EPA Delays U.S. Clean-Air Regulation Until July to Seek Scientific Review
The U.S. Environmental Protection Agency is delaying until late July tougher clean-air rules that are opposed by businesses led by the National Association of Manufacturers.
EPA Administrator Lisa Jackson plans to seek additional information from a group of advisers to ensure the decision is “grounded in the best science,” said Brendan Gilfillan, an agency spokesman, in an e-mail.
EPA proposed in January restrictions on ground-level ozone, a key ingredient of smog, that exceeded limits adopted by the Bush administration in 2008. The EPA said the rule would help prevent 12,000 premature deaths, 58,000 cases of aggravated asthma and save as much as $100 billion in health costs.
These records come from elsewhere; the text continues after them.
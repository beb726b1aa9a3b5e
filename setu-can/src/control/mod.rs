//! Mission control logic
//!
//! Two interchangeable controllers share the [`ControlLogic`] contract:
//! - [`StateDrivenControl`]: switches on the received AS/AMI pair
//! - [`RawManualControl`]: gamepad-latched, ignores received state
//!
//! One is chosen from the config at startup and never swapped mid-run.
//! [`control_tick`] runs one evaluation against the shared context.

pub mod axis;
mod raw;
pub mod sequence;
mod state;

pub use axis::{ManualLimits, dual_input_conflict, manual_drive, normalize_axis};
pub use raw::{RawManualControl, RawMissionStep};
pub use sequence::{AsValues, StateSequencer, StateTable};
pub use state::{MissionStatus, Phase, StateDrivenControl, phase_at};

use crate::core::SharedContext;
use crate::core::types::{ControlVector, GamepadInputs, MissionState};
use crate::error::{Error, Result};
use crate::telemetry::MissionLabel;
use std::fmt;
use std::str::FromStr;

/// Mission control tick period (ms)
pub const CONTROL_TICK_MS: u32 = 10;

/// Result of one evaluation
#[derive(Debug, Clone, PartialEq, Eq)]
pub struct ControlOutput {
    pub control: ControlVector,
    pub label: MissionLabel,
    /// Zero the mission timer after this tick
    pub reset_timer: bool,
}

/// Computes the control vector from received state and gamepad inputs
pub trait ControlLogic: Send {
    /// Short name for logs
    fn name(&self) -> &'static str;

    /// Whether the mission timer advances this tick
    fn ticks_mission_timer(&self, mission: &MissionState) -> bool;

    fn evaluate(
        &mut self,
        mission: &MissionState,
        inputs: &GamepadInputs,
        timer_ms: u32,
    ) -> ControlOutput;
}

/// Which controller runs
#[derive(Debug, Clone, Copy, Default, PartialEq, Eq)]
pub enum ControlMode {
    #[default]
    State,
    Raw,
}

impl FromStr for ControlMode {
    type Err = Error;

    fn from_str(s: &str) -> Result<Self> {
        match s.trim().to_ascii_lowercase().as_str() {
            "state" => Ok(Self::State),
            "raw" => Ok(Self::Raw),
            other => Err(Error::ConfigValidation(format!(
                "Unknown control mode '{}' (expected state or raw)",
                other
            ))),
        }
    }
}

impl fmt::Display for ControlMode {
    fn fmt(&self, f: &mut fmt::Formatter<'_>) -> fmt::Result {
        match self {
            Self::State => write!(f, "state"),
            Self::Raw => write!(f, "raw"),
        }
    }
}

/// Everything needed to build a controller
#[derive(Debug, Clone, PartialEq)]
pub struct ControlSettings {
    pub mode: ControlMode,
    pub limits: ManualLimits,
    pub drive_torque: i32,
    pub stop_button: usize,
    pub states: AsValues,
}

impl Default for ControlSettings {
    fn default() -> Self {
        Self {
            mode: ControlMode::State,
            limits: ManualLimits::default(),
            drive_torque: 1950,
            stop_button: 0,
            states: AsValues::default(),
        }
    }
}

/// Build the configured controller; raw mode starts its watermarks at the
/// current press counts
pub fn create_logic(settings: &ControlSettings, ctx: &SharedContext) -> Box<dyn ControlLogic> {
    match settings.mode {
        ControlMode::State => Box::new(StateDrivenControl::new(
            settings.states,
            settings.limits,
            settings.drive_torque,
            settings.stop_button,
        )),
        ControlMode::Raw => Box::new(RawManualControl::new(
            settings.limits,
            settings.drive_torque,
            ctx.inputs().press_counts,
        )),
    }
}

/// One control tick: advance the timer, evaluate, publish
pub fn control_tick(logic: &mut dyn ControlLogic, ctx: &SharedContext, tick_ms: u32) -> ControlVector {
    let mission = ctx.mission();
    let inputs = ctx.inputs();

    let timer_ms = if logic.ticks_mission_timer(&mission) {
        ctx.advance_mission_timer(tick_ms)
    } else {
        ctx.mission_timer_ms()
    };

    let output = logic.evaluate(&mission, &inputs, timer_ms);
    if output.reset_timer {
        ctx.reset_mission_timer();
    }

    ctx.set_control(output.control);
    ctx.telemetry.set_mission_label(output.label);
    ctx.telemetry
        .set_dual_input_warning(dual_input_conflict(&inputs));
    output.control
}

#[cfg(test)]
mod tests {
    use super::*;
    use crate::control::state::AMI_STATIC_A;

    #[test]
    fn test_mode_parse() {
        assert_eq!("state".parse::<ControlMode>().unwrap(), ControlMode::State);
        assert_eq!(" RAW ".parse::<ControlMode>().unwrap(), ControlMode::Raw);
        assert!("auto".parse::<ControlMode>().is_err());
    }

    #[test]
    fn test_tick_advances_timer_while_driving() {
        let ctx = SharedContext::new();
        ctx.set_mission(MissionState {
            as_state: 3,
            ami_state: AMI_STATIC_A,
            ..Default::default()
        });
        let mut logic = create_logic(&ControlSettings::default(), &ctx);

        // 150 ticks of 10ms = 1500ms: steer right phase
        let mut control = ControlVector::NEUTRAL;
        for _ in 0..150 {
            control = control_tick(logic.as_mut(), &ctx, CONTROL_TICK_MS);
        }
        assert_eq!(ctx.mission_timer_ms(), 1500);
        assert_eq!(control.steer, 250);
        assert_eq!(ctx.control(), control);
        assert_eq!(
            ctx.telemetry.mission_label().status_text,
            "Static A: steer right"
        );

        // Leaving DRIVING resets the timer
        ctx.set_mission(MissionState {
            as_state: 2,
            ami_state: AMI_STATIC_A,
            ..Default::default()
        });
        control_tick(logic.as_mut(), &ctx, CONTROL_TICK_MS);
        assert_eq!(ctx.mission_timer_ms(), 0);
    }

    #[test]
    fn test_raw_mode_holds_timer_at_zero() {
        let ctx = SharedContext::new();
        ctx.set_mission(MissionState {
            as_state: 3,
            ami_state: AMI_STATIC_A,
            ..Default::default()
        });
        let settings = ControlSettings {
            mode: ControlMode::Raw,
            ..Default::default()
        };
        let mut logic = create_logic(&settings, &ctx);
        assert_eq!(logic.name(), "raw");
        for _ in 0..10 {
            control_tick(logic.as_mut(), &ctx, CONTROL_TICK_MS);
        }
        assert_eq!(ctx.mission_timer_ms(), 0);
        assert_eq!(ctx.telemetry.mission_label().label, "RAW_MANUAL");
    }

    #[test]
    fn test_tick_publishes_dual_input_warning() {
        let ctx = SharedContext::new();
        ctx.set_inputs(GamepadInputs {
            x: 0.9,
            x2: -0.9,
            ..Default::default()
        });
        let mut logic = create_logic(&ControlSettings::default(), &ctx);
        control_tick(logic.as_mut(), &ctx, CONTROL_TICK_MS);
        assert!(ctx.telemetry.dual_input_warning());
    }
}
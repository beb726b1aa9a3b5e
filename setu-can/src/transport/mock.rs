//! Mock transport for testing
//!
//! Clones share one buffer pair, so a test keeps a handle while the link
//! owns others. An optional responder sees every complete CR-terminated
//! line written and may queue bytes for the reader, emulating an adapter.

use super::Transport;
use crate::error::{Error, Result};
use parking_lot::Mutex;
use std::collections::VecDeque;
use std::sync::Arc;

type Responder = Box<dyn FnMut(&str) -> Option<Vec<u8>> + Send>;

/// Mock transport for unit and integration testing
#[derive(Clone)]
pub struct MockTransport {
    inner: Arc<Mutex<MockTransportInner>>,
}

struct MockTransportInner {
    read_buffer: VecDeque<u8>,
    write_buffer: Vec<u8>,
    pending_line: Vec<u8>,
    responder: Option<Responder>,
    read_fault: Option<String>,
    write_fault: Option<String>,
}

impl MockTransport {
    /// Create a new mock transport
    pub fn new() -> Self {
        MockTransport {
            inner: Arc::new(Mutex::new(MockTransportInner {
                read_buffer: VecDeque::new(),
                write_buffer: Vec::new(),
                pending_line: Vec::new(),
                responder: None,
                read_fault: None,
                write_fault: None,
            })),
        }
    }

    /// Mock that acknowledges every command with a bare CR and answers `V`
    /// with a version string, like a typical SLCAN adapter
    pub fn slcan_adapter() -> Self {
        let mock = Self::new();
        mock.set_responder(|line| match line {
            "V" => Some(b"V1013\r".to_vec()),
            l if l.starts_with('t') => Some(b"z\r".to_vec()),
            "A" => None,
            _ => Some(b"\r".to_vec()),
        });
        mock
    }

    /// Install the adapter emulation hook
    pub fn set_responder<F>(&self, responder: F)
    where
        F: FnMut(&str) -> Option<Vec<u8>> + Send + 'static,
    {
        self.inner.lock().responder = Some(Box::new(responder));
    }

    /// Inject data to be read
    pub fn inject_read(&self, data: &[u8]) {
        self.inner.lock().read_buffer.extend(data);
    }

    /// Get all written data
    pub fn get_written(&self) -> Vec<u8> {
        self.inner.lock().write_buffer.clone()
    }

    /// Written data split into CR-terminated lines
    pub fn written_lines(&self) -> Vec<String> {
        let written = self.get_written();
        String::from_utf8_lossy(&written)
            .split('\r')
            .filter(|l| !l.is_empty())
            .map(str::to_string)
            .collect()
    }

    /// Clear written data
    pub fn clear_written(&self) {
        self.inner.lock().write_buffer.clear();
    }

    /// Make every following read fail
    pub fn fail_reads(&self, message: &str) {
        self.inner.lock().read_fault = Some(message.to_string());
    }

    /// Make every following write fail
    pub fn fail_writes(&self, message: &str) {
        self.inner.lock().write_fault = Some(message.to_string());
    }
}

impl Transport for MockTransport {
    fn read(&mut self, buffer: &mut [u8]) -> Result<usize> {
        let mut inner = self.inner.lock();
        if let Some(fault) = &inner.read_fault {
            return Err(Error::Io(std::io::Error::new(
                std::io::ErrorKind::BrokenPipe,
                fault.clone(),
            )));
        }

        let available = inner.read_buffer.len().min(buffer.len());
        for (slot, byte) in buffer.iter_mut().zip(inner.read_buffer.drain(..available)) {
            *slot = byte;
        }
        Ok(available)
    }

    fn write(&mut self, data: &[u8]) -> Result<usize> {
        let mut inner = self.inner.lock();
        if let Some(fault) = &inner.write_fault {
            return Err(Error::Io(std::io::Error::new(
                std::io::ErrorKind::BrokenPipe,
                fault.clone(),
            )));
        }
        inner.write_buffer.extend_from_slice(data);

        for &byte in data {
            if byte != b'\r' {
                inner.pending_line.push(byte);
                continue;
            }
            let line = String::from_utf8_lossy(&inner.pending_line).into_owned();
            inner.pending_line.clear();
            let reply = inner.responder.as_mut().and_then(|respond| respond(&line));
            if let Some(reply) = reply {
                inner.read_buffer.extend(reply);
            }
        }
        Ok(data.len())
    }

    fn flush(&mut self) -> Result<()> {
        Ok(())
    }
}

impl Default for MockTransport {
    fn default() -> Self {
        Self::new()
    }
}

#[cfg(test)]
mod tests {
    use super::*;

    #[test]
    fn test_inject_and_read() {
        let mock = MockTransport::new();
        mock.inject_read(b"OK\r");
        let mut reader = mock.clone();
        let mut buf = [0u8; 8];
        assert_eq!(reader.read(&mut buf).unwrap(), 3);
        assert_eq!(&buf[..3], b"OK\r");
        assert_eq!(reader.read(&mut buf).unwrap(), 0);
    }

    #[test]
    fn test_responder_sees_complete_lines() {
        let mock = MockTransport::slcan_adapter();
        let mut writer = mock.clone();
        writer.write_all(b"V").unwrap();
        writer.write_all(b"\rO\r").unwrap();

        let mut buf = [0u8; 16];
        let n = mock.clone().read(&mut buf).unwrap();
        assert_eq!(&buf[..n], b"V1013\r\r");
        assert_eq!(mock.written_lines(), vec!["V", "O"]);
    }

    #[test]
    fn test_fault_injection() {
        let mock = MockTransport::new();
        mock.fail_writes("unplugged");
        assert!(mock.clone().write(b"x").is_err());
        mock.fail_reads("unplugged");
        assert!(mock.clone().read(&mut [0u8; 4]).is_err());
    }
}
impl RxPath {
    fn handle(&self, event: LineEvent) {
        match event {
            LineEvent::AckToken => self.acks.settle_next(true),
            LineEvent::Bell => {
                log::debug!("SLCAN: RX <BEL>");
                self.acks.settle_next(false);
            }
            LineEvent::Line(line) => self.handle_line(&line),
        }
    }

    fn handle_line(&self, line: &str) {
        if log::log_enabled!(log::Level::Trace) {
            log::trace!("RX {}", line);
        }

        if self.acks.match_line(line) == LineDisposition::Consumed {
            return;
        }

        match line {
            "z" | "Z" => {
                if !self.auto_forwarding.swap(true, Ordering::AcqRel) {
                    log::info!("SLCAN: adapter forwards frames automatically, polling disabled");
                }
                return;
            }
            "A" => return,
            _ => {}
        }

        let Some(frame) = find_frame(line) else {
            return;
        };
        let matched = frame.id == self.rx_filter_id;
        self.ctx.telemetry.record_rx(&frame, matched);
        if matched {
            self.ctx.set_mission(decode_status(&frame.data));
        }
    }
}

/// Write every queued line, oldest first; returns the count written
pub fn drain_pending(
    queue: &WriteQueue,
    writer: &mut dyn Transport,
    meter: &SerialLoadMeter,
) -> Result<usize> {
    let mut written = 0;
    while let Some(line) = queue.pop() {
        writer.write_all(line.as_bytes())?;
        meter.record_tx(line.len());
        written += 1;
    }
    if written > 0 {
        writer.flush()?;
    }
    Ok(written)
}

/// One live adapter connection
pub struct SlcanLink {
    settings: LinkSettings,
    ctx: Arc<SharedContext>,
    acks: Arc<AckCorrelator>,
    queue: Arc<WriteQueue>,
    /// Held while a waiter is registered and its line queued
    send_lock: Mutex<()>,
    connected: AtomicBool,
    running: Arc<AtomicBool>,
    auto_forwarding: Arc<AtomicBool>,
    reader: Mutex<Option<JoinHandle<()>>>,
    drain: Mutex<Option<JoinHandle<()>>>,
    scheduler: Mutex<TxScheduler>,
    rx_poll: Mutex<Option<PeriodicTask>>,
    teardown: Mutex<()>,
    adapter_version: Mutex<Option<String>>,
}
impl Validator {
    fn reject(&mut self, message: String) {
        log::warn!("Config: {}", message);
        self.issues.push(Error::ConfigValidation(message));
    }

    fn interval(&mut self, what: &str, ms: u64) -> Duration {
        if ms == 0 {
            self.reject(format!(
                "{} interval must be positive, using {}ms",
                what,
                default_interval_ms()
            ));
            return Duration::from_millis(default_interval_ms());
        }
        Duration::from_millis(ms)
    }

    fn non_negative(&mut self, what: &str, value: f32, default: f32) -> f32 {
        if value.is_finite() && value >= 0.0 {
            return value;
        }
        self.reject(format!("{} = {} is invalid, using {}", what, value, default));
        default
    }

    fn button(&mut self, what: &str, index: usize, default: usize) -> usize {
        if index < TRACKED_BUTTONS {
            return index;
        }
        self.reject(format!(
            "{} = {} is not one of the tracked buttons 0-{}, using {}",
            what,
            index,
            TRACKED_BUTTONS - 1,
            default
        ));
        default
    }

    fn baud_rate(&mut self, baud: u32) -> u32 {
        if SUPPORTED_BAUD_RATES.contains(&baud) {
            return baud;
        }
        self.reject(format!(
            "baud rate {} not supported (allowed: {:?}), using {}",
            baud,
            SUPPORTED_BAUD_RATES,
            default_baud_rate()
        ));
        default_baud_rate()
    }

    fn bitrate(&mut self, code: &str) -> BitrateCode {
        BitrateCode::parse(code).unwrap_or_else(|e| {
            self.reject(format!("{}, using S{}", e, BitrateCode::DEFAULT.code()));
            BitrateCode::DEFAULT
        })
    }

    fn rx_filter(&mut self, id: &str) -> u16 {
        parse_can_id(id).unwrap_or_else(|e| {
            self.reject(format!("rx_filter_id: {}, using {}", e, default_rx_filter_id()));
            0x520
        })
    }

    fn periodic_frames(&mut self, entries: &[FrameEntry]) -> Vec<PeriodicFrame> {
        let mut frames = Vec::with_capacity(entries.len());
        for entry in entries {
            let id = match parse_can_id(&entry.id) {
                Ok(id) => id,
                Err(e) => {
                    self.reject(format!("periodic frame dropped: {}", e));
                    continue;
                }
            };
            let interval = self.interval(&format!("frame 0x{:03X}", id), entry.interval_ms);
            frames.push(PeriodicFrame { id, interval });
        }
        frames
    }

    fn mode(&mut self, mode: &str) -> ControlMode {
        mode.parse().unwrap_or_else(|e: Error| {
            self.reject(format!("{}, using state", e));
            ControlMode::State
        })
    }

    fn deadband(&mut self, deadband: f32) -> f32 {
        if deadband.is_finite() && (0.0..1.0).contains(&deadband) {
            return deadband;
        }
        self.reject(format!(
            "deadband {} outside [0, 1), using {}",
            deadband,
            default_deadband()
        ));
        default_deadband()
    }

    fn states(&mut self, raw: &BTreeMap<String, i64>, sequence: &[String]) -> StateTable {
        let mut values = BTreeMap::new();
        for (name, &value) in raw {
            match u8::try_from(value) {
                Ok(v) if !name.trim().is_empty() => {
                    values.insert(name.clone(), v);
                }
                _ => self.reject(format!("state {} = {} dropped (expected 0-255)", name, value)),
            }
        }
        if values.is_empty() {
            self.reject("no usable mission states, using defaults".to_string());
            return StateTable::default();
        }

        let mut known = 0;
        for name in sequence {
            if values.contains_key(name) {
                known += 1;
            } else {
                self.reject(format!("sequence entry {} names no state, dropped", name));
            }
        }
        if known == 0 {
            self.reject("empty state sequence, using value order".to_string());
        }
        StateTable::new(values, sequence.to_vec())
    }
}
The Washington-based National Association of Manufacturers has said the rule, which was to become final this month, was too strict.
“The Environmental Protection Agency’s decision leaves thousands of Delawareans and millions of Americans unprotected from harmful ozone air pollution under an outdated, ineffective ozone standard,” said Senator Tom Carper, a Delaware Democrat, in a statement expressing disappointment by the delay.
Howard Feldman, director of regulatory and scientific affairs for the American Petroleum Institute in Washington, said the group welcomed the postponement. He urged the agency to delay other “costly and unworkable proposals,” such as an upcoming rule to limit greenhouse-gas emissions.